Although I have yet to mention it in this blog, I belong to a pretty snazzy book club. We’re a small group (there are only eight of us), but we have a great dynamic and have managed to keep it that way for three years now as of this month. Each month, one of us is in charge of picking about four to five books for the rest of our lot to vote on. The winning book is what we end up reading and then we get together near the end of the month to discuss the book (honestly, only for like five minutes and then the talk always turns to inappropriate banter on one topic or another for the rest of the night). There’s also almost always booze and delicious food. Needless to say, it’s always a good time. 🙂
This month is my turn to play hostess. I suggested a variety of books, and the winner was The Girl With All the Gifts by M.R. Carey. A few of the girls even had it on their TBR lists already. I’d had a good friend of mine recommend it to me months ago. She literally squealed with joy when I told her I was finally going to be reading it.
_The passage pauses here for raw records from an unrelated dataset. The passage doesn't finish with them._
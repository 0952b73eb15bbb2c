//! Slot pool: a counting admission semaphore coupled to a lock-guarded slot table.
//!
//! Admission (how many vehicles are inside) and slot identity (which slot each
//! one occupies) are separate primitives. Callers only ever see them through
//! [`SlotPool`] operations and [`Ticket`], which keeps the two consistent: a
//! ticket's permit is never returned while the slot it fronts is still marked
//! occupied.

use std::num::NonZeroUsize;
use std::sync::Arc;
use std::sync::Mutex as StdMutex;
use std::sync::atomic::{AtomicU64, Ordering};

use serde::Serialize;
use tokio::sync::{OwnedSemaphorePermit, Semaphore};

use super::slot::{Occupancy, SlotIndex};

#[derive(Debug, Clone, PartialEq, Eq, thiserror::Error)]
pub enum PoolError {
    /// Admitted vehicle found no free slot. Admission and the table disagree.
    #[error("no free slot for an admitted ticket (capacity {capacity})")]
    Exhausted { capacity: usize },
    #[error("ticket already holds slot {slot}")]
    SlotAlreadyClaimed { slot: SlotIndex },
    #[error("ticket {ticket} holds no slot to release")]
    NoSlotClaimed { ticket: u64 },
    #[error("slot {slot} is not marked occupied")]
    SlotNotOccupied { slot: SlotIndex },
    #[error("ticket released while still holding slot {slot}")]
    SlotStillClaimed { slot: SlotIndex },
    #[error("ticket {ticket} was issued by a different pool")]
    ForeignTicket { ticket: u64 },
    #[error("pool is closed to new admissions")]
    Closed,
    #[error("occupancy lock poisoned")]
    Poisoned,
}

/// Admission ticket. Holding one is the right to occupy exactly one slot.
///
/// Only [`SlotPool::admit`] and [`SlotPool::try_admit`] create tickets. Dropping
/// a ticket returns its permit; if it still fronts a slot, that slot is freed
/// first.
#[must_use = "dropping a ticket immediately gives the admission back"]
pub struct Ticket {
    serial: u64,
    slot: Option<SlotIndex>,
    occupancy: Arc<StdMutex<Occupancy>>,
    permit: Option<OwnedSemaphorePermit>,
}

impl Ticket {
    pub fn serial(&self) -> u64 {
        self.serial
    }

    /// Slot this ticket currently fronts, if any.
    pub fn slot(&self) -> Option<SlotIndex> {
        self.slot
    }
}

impl std::fmt::Debug for Ticket {
    fn fmt(&self, f: &mut std::fmt::Formatter<'_>) -> std::fmt::Result {
        f.debug_struct("Ticket")
            .field("serial", &self.serial)
            .field("slot", &self.slot)
            .finish()
    }
}

impl Drop for Ticket {
    fn drop(&mut self) {
        if let Some(slot) = self.slot.take() {
            tracing::error!(ticket = self.serial, %slot, "Ticket dropped while still holding a slot");
            let mut occupancy = self
                .occupancy
                .lock()
                .unwrap_or_else(std::sync::PoisonError::into_inner);
            occupancy.free(slot);
        }
        // Permit goes back only after the slot is free.
        drop(self.permit.take());
    }
}

/// Whether the lot can admit another vehicle right now.
#[derive(Debug, Clone, Copy, PartialEq, Eq, Serialize)]
#[serde(rename_all = "SCREAMING_SNAKE_CASE")]
pub enum LotStatus {
    Open,
    Full,
}

/// Point-in-time view of the pool, taken under the occupancy lock.
#[derive(Debug, Clone, PartialEq, Eq, Serialize)]
pub struct PoolSnapshot {
    pub capacity: usize,
    pub available: usize,
    pub occupancy: Vec<bool>,
    pub peak: usize,
}

impl PoolSnapshot {
    pub fn occupied(&self) -> usize {
        self.occupancy.iter().filter(|o| **o).count()
    }

    /// Tickets currently held.
    pub fn held(&self) -> usize {
        self.capacity.saturating_sub(self.available)
    }

    pub fn is_full(&self) -> bool {
        self.available == 0
    }

    pub fn status(&self) -> LotStatus {
        if self.is_full() {
            LotStatus::Full
        } else {
            LotStatus::Open
        }
    }
}

/// Bounded pool of parking slots.
pub struct SlotPool {
    capacity: NonZeroUsize,
    admission: Arc<Semaphore>,
    occupancy: Arc<StdMutex<Occupancy>>,
    next_serial: AtomicU64,
}

impl SlotPool {
    pub fn new(capacity: NonZeroUsize) -> Self {
        Self {
            capacity,
            admission: Arc::new(Semaphore::new(capacity.get())),
            occupancy: Arc::new(StdMutex::new(Occupancy::new(capacity.get()))),
            next_serial: AtomicU64::new(0),
        }
    }

    pub fn capacity(&self) -> usize {
        self.capacity.get()
    }

    /// Admission permits not currently held.
    pub fn available(&self) -> usize {
        self.admission.available_permits()
    }

    /// Wait for admission. Waiters are served in arrival order.
    ///
    /// Only fails after [`SlotPool::close`].
    pub async fn admit(&self) -> Result<Ticket, PoolError> {
        let permit = Arc::clone(&self.admission)
            .acquire_owned()
            .await
            .map_err(|_| PoolError::Closed)?;
        Ok(self.issue(permit))
    }

    /// Admit without waiting. `None` if the lot is full or closed.
    pub fn try_admit(&self) -> Option<Ticket> {
        let permit = Arc::clone(&self.admission).try_acquire_owned().ok()?;
        Some(self.issue(permit))
    }

    fn issue(&self, permit: OwnedSemaphorePermit) -> Ticket {
        let serial = self.next_serial.fetch_add(1, Ordering::Relaxed);
        tracing::debug!(ticket = serial, available = self.available(), "Admission granted");
        Ticket {
            serial,
            slot: None,
            occupancy: Arc::clone(&self.occupancy),
            permit: Some(permit),
        }
    }

    /// Claim the lowest free slot for an admitted ticket.
    pub fn claim_slot(&self, ticket: &mut Ticket) -> Result<SlotIndex, PoolError> {
        self.check_owner(ticket)?;
        if let Some(slot) = ticket.slot {
            return Err(PoolError::SlotAlreadyClaimed { slot });
        }

        let mut occupancy = self.lock()?;
        let Some(slot) = occupancy.claim_lowest() else {
            tracing::error!(
                ticket = ticket.serial,
                capacity = self.capacity(),
                "Admitted ticket found no free slot"
            );
            return Err(PoolError::Exhausted {
                capacity: self.capacity(),
            });
        };
        ticket.slot = Some(slot);
        tracing::debug!(ticket = ticket.serial, %slot, occupied = occupancy.occupied(), "Slot claimed");
        Ok(slot)
    }

    /// Free the slot a ticket fronts. The ticket stays admitted.
    pub fn release_slot(&self, ticket: &mut Ticket) -> Result<SlotIndex, PoolError> {
        self.check_owner(ticket)?;
        let slot = ticket.slot.ok_or(PoolError::NoSlotClaimed {
            ticket: ticket.serial,
        })?;

        let mut occupancy = self.lock()?;
        ticket.slot = None;
        if !occupancy.free(slot) {
            tracing::error!(ticket = ticket.serial, %slot, "Released slot was not occupied");
            return Err(PoolError::SlotNotOccupied { slot });
        }
        tracing::debug!(ticket = ticket.serial, %slot, occupied = occupancy.occupied(), "Slot released");
        Ok(slot)
    }

    /// Return an admission ticket. Its slot must already be released.
    pub fn release(&self, ticket: Ticket) -> Result<(), PoolError> {
        self.check_owner(&ticket)?;
        let serial = ticket.serial;
        if let Some(slot) = ticket.slot {
            // Drop frees the slot before the permit goes back.
            drop(ticket);
            return Err(PoolError::SlotStillClaimed { slot });
        }
        drop(ticket);
        tracing::debug!(ticket = serial, available = self.available(), "Admission returned");
        Ok(())
    }

    /// Stop admitting. Waiting and future `admit` calls fail with [`PoolError::Closed`].
    pub fn close(&self) {
        if !self.admission.is_closed() {
            tracing::warn!(available = self.available(), "Slot pool closed");
            self.admission.close();
        }
    }

    pub fn is_closed(&self) -> bool {
        self.admission.is_closed()
    }

    pub fn snapshot(&self) -> Result<PoolSnapshot, PoolError> {
        let occupancy = self.lock()?;
        // Read while holding the lock: no slot can be freed (and no permit
        // returned behind it) until we let go.
        Ok(PoolSnapshot {
            capacity: self.capacity(),
            available: self.available(),
            occupancy: occupancy.as_slice().to_vec(),
            peak: occupancy.peak(),
        })
    }

    fn check_owner(&self, ticket: &Ticket) -> Result<(), PoolError> {
        if Arc::ptr_eq(&self.occupancy, &ticket.occupancy) {
            Ok(())
        } else {
            Err(PoolError::ForeignTicket {
                ticket: ticket.serial,
            })
        }
    }

    fn lock(&self) -> Result<std::sync::MutexGuard<'_, Occupancy>, PoolError> {
        self.occupancy.lock().map_err(|_| {
            tracing::error!("Occupancy lock poisoned");
            PoolError::Poisoned
        })
    }
}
Although I am not all that far into the book yet, I can honestly say I like it quite a bit already. It doesn’t suffer from any sort of a slow start or info dump that you sometimes have to get through in even the best of books. The chapters are short and interesting, with different characters’ POVs. The characters have depth to them and feel real. Your initial assumptions about them do not define them as characters. They’re complex.
I don’t want to give much about the plot away since I think it is kind of fun going into it without much background info like I did. It’s a book that doesn’t feel the need to spoon feed you all the answers right away. You learn more about the characters, plot, and setting the further you go along reading it. It is a dystopian horror, I can tell you that much. The world has seen better days in it, and although the outlook of the future is grim, there is hope. But what if you had to do horrible things to hang on to that hope? Unethical things? It’s a story that forces its characters to set aside their humanity at times all in the hopes of saving humanity. And all while questioning what exactly even defines humanity to begin with.
If you’re interested in it, here is the book’s goodreads page so you can read a little more about it, but I do honestly think this is a book that is fun to go into with very little background information on it.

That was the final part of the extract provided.